Il existe un délicat équilibre financier entre la fédération, ses comités départementaux et les usagers. Une sorte de code de bonne conduite qui veut, avec la seule force de toute règle implicite, que le grimpeur, en achetant un topo-guide, apporte sa contribution à un édifice fragile qui ne doit pas être perturbé.

La finalité de cette modeste transaction est d'offrir des falaises à grimper à un large public. En s'appuyant sur les grimpeurs, la FFME et les équipeurs-producteurs de topos établissent un lien de 'confiance', solide et durable, pour le développement de notre pratique.

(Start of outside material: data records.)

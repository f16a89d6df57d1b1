//! 列の選択・削除・名前変更

use std::collections::HashMap;

use super::core::Table;
use crate::error::{Error, Result};

impl Table {
    /// Projection onto `names`, in the order given
    pub fn select<S: AsRef<str>>(&self, names: &[S]) -> Result<Table> {
        self.ensure_columns(names)?;

        let mut result = Table::with_row_count(self.row_count);
        for name in names {
            let name = name.as_ref();
            result.add_column(name, self.column(name)?.clone())?;
        }
        Ok(result)
    }

    /// Removes the named columns; unknown names are ignored
    pub fn drop_columns<S: AsRef<str>>(&self, names: &[S]) -> Table {
        let mut result = Table::with_row_count(self.row_count);
        for (name, column) in self.columns() {
            if names.iter().any(|n| n.as_ref() == name) {
                continue;
            }
            // Names in `self` are unique, so this cannot collide
            let _ = result.add_column(name, column.clone());
        }
        result
    }

    /// Renames columns by `(old, new)` pairs. Old names that do not exist are
    /// ignored; a rename that produces a duplicate name is an error.
    pub fn rename<S: AsRef<str>, T: AsRef<str>>(&self, mapping: &[(S, T)]) -> Result<Table> {
        let lookup: HashMap<&str, &str> = mapping
            .iter()
            .map(|(old, new)| (old.as_ref(), new.as_ref()))
            .collect();

        let names: Vec<String> = self
            .column_names
            .iter()
            .map(|name| {
                lookup
                    .get(name.as_str())
                    .map(|new| new.to_string())
                    .unwrap_or_else(|| name.clone())
            })
            .collect();

        self.with_names(names)
    }

    /// Replaces every column name; `names` must have one entry per column
    pub fn set_names<S: AsRef<str>>(&self, names: &[S]) -> Result<Table> {
        if names.len() != self.columns.len() {
            return Err(Error::ShapeMismatch {
                expected: self.columns.len(),
                found: names.len(),
            });
        }
        self.with_names(names.iter().map(|n| n.as_ref().to_string()).collect())
    }

    fn with_names(&self, names: Vec<String>) -> Result<Table> {
        let mut result = Table::with_row_count(self.row_count);
        for (name, column) in names.into_iter().zip(self.columns.iter()) {
            result.add_column(name, column.clone())?;
        }
        Ok(result)
    }
}
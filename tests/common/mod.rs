//! Common test utilities module
//!
//! Provides shared fixtures and temporary file helpers for the integration
//! tests.

#![allow(dead_code)]

pub mod test_utils;

use kadro::{Column, Frame, Table};

/// Row counts of the (c, d) combinations in [`fixture_table`], in row order
pub const FIXTURE_GROUPS: [(&str, &str, usize); 4] = [
    ("bar", "bo", 5),
    ("bar", "fizz", 7),
    ("foo", "bo", 3),
    ("foo", "fizz", 5),
];

/// 20 rows: `a` Float64, `b` Int64, `c` in {foo, bar}, `d` in {fizz, bo},
/// sorted by (c, d)
pub fn fixture_table() -> Table {
    let mut c = Vec::new();
    let mut d = Vec::new();
    for (ck, dk, n) in FIXTURE_GROUPS {
        c.extend(std::iter::repeat(ck).take(n));
        d.extend(std::iter::repeat(dk).take(n));
    }

    let a: Vec<f64> = (0..20).map(|i| ((i * 7) % 20) as f64 / 20.0).collect();
    let b: Vec<i64> = (0..20).map(|i| (i * 3 % 11) as i64).collect();

    Table::from_columns(vec![
        ("a", Column::from(a)),
        ("b", Column::from(b)),
        ("c", Column::from(c)),
        ("d", Column::from(d)),
    ])
    .unwrap()
}

pub fn fixture_frame() -> Frame {
    Frame::from_table(fixture_table())
}

/// The fixture with its rows shuffled (seeded), so groups are interleaved
pub fn shuffled_frame() -> Frame {
    fixture_frame().sample_n_seeded(20, false, 42).unwrap()
}
mod common;

use std::collections::BTreeSet;

use common::{fixture_frame, shuffled_frame, FIXTURE_GROUPS};
use kadro::column::StringColumn;
use kadro::{ops, Aggregations, Column, ColumnType, Error, Frame, Mutations, Table, Value};

#[test]
fn test_grouped_mutate_preserves_row_order() {
    let frame = shuffled_frame().group_by(&["c", "d"]).unwrap();
    let out = frame
        .mutate(
            Mutations::new()
                .add("rank_a", |t: &Table| ops::rank(t.column("a")?))
                .add("centered", |t: &Table| ops::center(t.column("b")?))
                .add("prev_b", |t: &Table| ops::shift(t.column("b")?, 1)),
        )
        .unwrap();

    assert_eq!(out.row_count(), frame.row_count());
    for name in ["a", "b", "c", "d"] {
        assert_eq!(
            out.table().column(name).unwrap(),
            frame.table().column(name).unwrap(),
            "column {} moved",
            name
        );
    }
    assert_eq!(out.groups(), &["c", "d"]);
}

#[test]
fn test_grouped_window_stays_in_group() {
    let frame = shuffled_frame().group_by(&["c", "d"]).unwrap();
    let out = frame
        .mutate(Mutations::new().add("n", |t: &Table| Ok(t.row_count() as i64)))
        .unwrap();

    for row in 0..out.row_count() {
        let c = out.table().value(row, "c").unwrap();
        let d = out.table().value(row, "d").unwrap();
        let expected = FIXTURE_GROUPS
            .iter()
            .find(|(ck, dk, _)| c == Value::from(*ck) && d == Value::from(*dk))
            .map(|g| g.2 as i64)
            .unwrap();
        assert_eq!(out.table().value(row, "n").unwrap(), Value::Int64(expected));
    }
}

#[test]
fn test_visibility_asymmetry() {
    let mutations = || {
        Mutations::new()
            .add("x", |t: &Table| t.column("a")?.map_f64(|v| v * 2.0))
            .add("y", |t: &Table| t.column("x")?.map_f64(|v| v + 1.0))
    };

    let ungrouped = fixture_frame().mutate(mutations()).unwrap();
    assert_eq!(ungrouped.shape(), (20, 6));

    let grouped = fixture_frame().group_by(&["c"]).unwrap().mutate(mutations());
    assert!(matches!(grouped, Err(Error::InvalidColumn(_))));
}

#[test]
fn test_grouped_overwrite_not_seen_by_sibling() {
    let out = fixture_frame()
        .group_by(&["c"])
        .unwrap()
        .mutate(
            Mutations::new()
                .add("b", |t: &Table| Ok(vec![0i64; t.row_count()]))
                .add("old_b_sum", |t: &Table| ops::sum(t.column("b")?)),
        )
        .unwrap();

    let sum = out.table().value(0, "old_b_sum").unwrap();
    assert_ne!(sum, Value::Int64(0));
    assert_eq!(out.table().value(0, "b").unwrap(), Value::Int64(0));
}

#[test]
fn test_aggregate_cardinality_and_order() {
    let out = shuffled_frame()
        .group_by(&["c", "d"])
        .unwrap()
        .agg(
            Aggregations::new()
                .add("n", |t: &Table| Ok(t.row_count()))
                .add("max_a", |t: &Table| ops::max(t.column("a")?))
                .add("first_b", |t: &Table| Ok(ops::first(t.column("b")?))),
        )
        .unwrap();

    let distinct: BTreeSet<(String, String)> = (0..20)
        .map(|row| {
            let t = fixture_frame().into_table();
            (
                t.value(row, "c").unwrap().to_string(),
                t.value(row, "d").unwrap().to_string(),
            )
        })
        .collect();
    assert_eq!(out.row_count(), distinct.len());
    assert_eq!(out.columns(), &["c", "d", "n", "max_a", "first_b"]);

    // ascending key order, not first occurrence
    for (row, (c, d, n)) in FIXTURE_GROUPS.iter().enumerate() {
        assert_eq!(out.table().value(row, "c").unwrap(), Value::from(*c));
        assert_eq!(out.table().value(row, "d").unwrap(), Value::from(*d));
        assert_eq!(out.table().value(row, "n").unwrap(), Value::Int64(*n as i64));
    }
}

#[test]
fn test_agg_always_ungroups() {
    let reducers = || Aggregations::new().add("n", |t: &Table| Ok(t.row_count()));
    let frame = fixture_frame();
    assert!(frame.agg(reducers()).unwrap().groups().is_empty());
    assert!(frame
        .group_by(&["d"])
        .unwrap()
        .agg(reducers())
        .unwrap()
        .groups()
        .is_empty());
}

#[test]
fn test_transforms_leave_source_untouched() {
    let frame = fixture_frame().group_by(&["c"]).unwrap();
    let before = frame.clone();

    let _ = frame
        .mutate(Mutations::new().add("a", |_t: &Table| Ok(0.0)))
        .unwrap();
    let _ = frame
        .agg(Aggregations::new().add("n", |t: &Table| Ok(t.row_count())))
        .unwrap();
    let _ = frame.sort(&["a"], false).unwrap();
    let _ = frame.ungroup();

    assert_eq!(frame, before);
}

#[test]
fn test_null_keys_are_excluded() {
    let table = Table::from_columns(vec![
        (
            "k",
            Column::String(StringColumn::from_options(vec![
                Some("x".to_string()),
                None,
                Some("y".to_string()),
                Some("x".to_string()),
            ])),
        ),
        ("v", Column::from(vec![1.0, 2.0, 3.0, 4.0])),
    ])
    .unwrap();
    let grouped = Frame::from_table(table).group_by(&["k"]).unwrap();

    let summary = grouped
        .agg(Aggregations::new().add("total", |t: &Table| ops::sum(t.column("v")?)))
        .unwrap();
    assert_eq!(summary.row_count(), 2);

    let mutated = grouped
        .mutate(Mutations::new().add("cum", |t: &Table| ops::cumsum(t.column("v")?)))
        .unwrap();
    let cum = mutated.table().column("cum").unwrap();
    assert_eq!(cum.get(3).unwrap(), Value::Float64(5.0));
    assert!(cum.is_null(1));
}

#[test]
fn test_signed_zero_keys_form_one_group() {
    let table = Table::from_columns(vec![
        ("k", Column::from(vec![0.0, -0.0, 0.0])),
        ("v", Column::from(vec![1i64, 2, 3])),
    ])
    .unwrap();
    let summary = Frame::from_table(table)
        .group_by(&["k"])
        .unwrap()
        .agg(Aggregations::new().add("n", |t: &Table| Ok(t.row_count())))
        .unwrap();
    assert_eq!(summary.row_count(), 1);
    assert_eq!(summary.table().value(0, "n").unwrap(), Value::Int64(3));
}

#[test]
fn test_empty_grouped_frame() {
    let empty = fixture_frame().head(0).group_by(&["c", "d"]).unwrap();

    let summary = empty
        .agg(Aggregations::new().add("m", |t: &Table| ops::mean(t.column("a")?)))
        .unwrap();
    assert_eq!(summary.shape(), (0, 3));
    assert_eq!(summary.columns(), &["c", "d", "m"]);

    let mutated = empty
        .mutate(Mutations::new().add("r", |t: &Table| ops::rank(t.column("a")?)))
        .unwrap();
    assert_eq!(mutated.shape(), (0, 5));
    assert_eq!(
        mutated.table().column("r").unwrap().column_type(),
        ColumnType::Float64
    );
}

#[test]
fn test_lazy_group_validation() {
    let frame = Frame::new(common::fixture_table(), vec!["nope"]);
    let result = frame.agg(Aggregations::new().add("n", |t: &Table| Ok(t.row_count())));
    assert!(matches!(result, Err(Error::InvalidColumn(_))));
}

La bulle internet et le commerce électronique ont envahi notre sphère. La FFME le sait bien car elle possède le site généraliste du " montagnisme " et de l'escalade le plus visité. Ce dernier offre des ramifications multiples et une arborescence toujours en mouvement. Une de ses terminaisons futures sera bientôt dédiée à l'exposition des topos-guides de nos aménageurs de falaises.

Il ne faudrait pas que certains, au nom d'intérêts mercantiles passagers, tentent de rompre cet équilibre et tarissent une source de revenus indispensables à tous nos équipeurs, en s'appropriant le travail de ces derniers.

La FFME, soucieuse des intérêts d'un large public, et qui a conventionné plus de six cent sites, serait en droit de faire valoir sa position d'arbitre et de restaurer par tous les moyens possibles, y compris juridiques, une situation qu'une vue à court terme au profit d'intérêts particuliers aurait déstabilisée.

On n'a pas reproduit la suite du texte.